■ ACTION ITEM ■
Read through the listing, and wherever a line holds the word "ConstantBufferRing", return it.

■ RECORDS FOR THIS TASK ■
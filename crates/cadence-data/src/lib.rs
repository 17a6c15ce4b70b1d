// Copyright 2025 eraflo
//
// Licensed under the Apache License, Version 2.0 (the "License");
// you may not use this file except in compliance with the License.
// You may obtain a copy of the License at
//
//     http://www.apache.org/licenses/LICENSE-2.0
//
// Unless required by applicable law or agreed to in writing, software
// distributed under the License is distributed on an "AS IS" BASIS,
// WITHOUT WARRANTIES OR CONDITIONS OF ANY KIND, either express or implied.
// See the License for the specific language governing permissions and
// limitations under the License.

//! # Cadence Data
//!
//! The memory side of the frame scheduler: every allocator that hands out GPU
//! memory or descriptors, and the fence bookkeeping that decides when that
//! memory can be reused.
//!
//! - [`DescriptorHeaps`]: append-only descriptor pools, one per category.
//! - [`RingCursor`]: the fenced ring algorithm shared by the transient rings.
//! - [`CommandBufferRing`] and [`ConstantBufferRing`]: per-frame-slot command
//!   buffers and constant data.
//! - [`UploadHeap`] and [`StaticBufferPool`]: the staging and long-lived
//!   suballocating pools.
//! - [`TrackedTexture`]: a texture that owns its current resource state.
//! - [`GpuTimer`]: per-slot timestamp queries.
//! - [`RenderContext`]: the bundle that owns all of the above.

pub mod command_ring;
pub mod constant_ring;
pub mod context;
pub mod descriptor;
pub mod ring;
pub mod static_pool;
pub mod timer;
pub mod tracked;
pub mod upload_heap;

pub use command_ring::CommandBufferRing;
pub use constant_ring::ConstantBufferRing;
pub use context::RenderContext;
pub use descriptor::{DescriptorHeap, DescriptorHeaps};
pub use ring::{RingCursor, RingTab};
pub use static_pool::{StaticBufferPool, Suballocation};
pub use timer::{GpuTimer, TimingSample};
pub use tracked::TrackedTexture;
pub use upload_heap::{UploadAllocation, UploadHeap};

■ RESPONSE TO THIS TASK ■
//! - [`CommandBufferRing`] and [`ConstantBufferRing`]: per-frame-slot command
pub use constant_ring::ConstantBufferRing;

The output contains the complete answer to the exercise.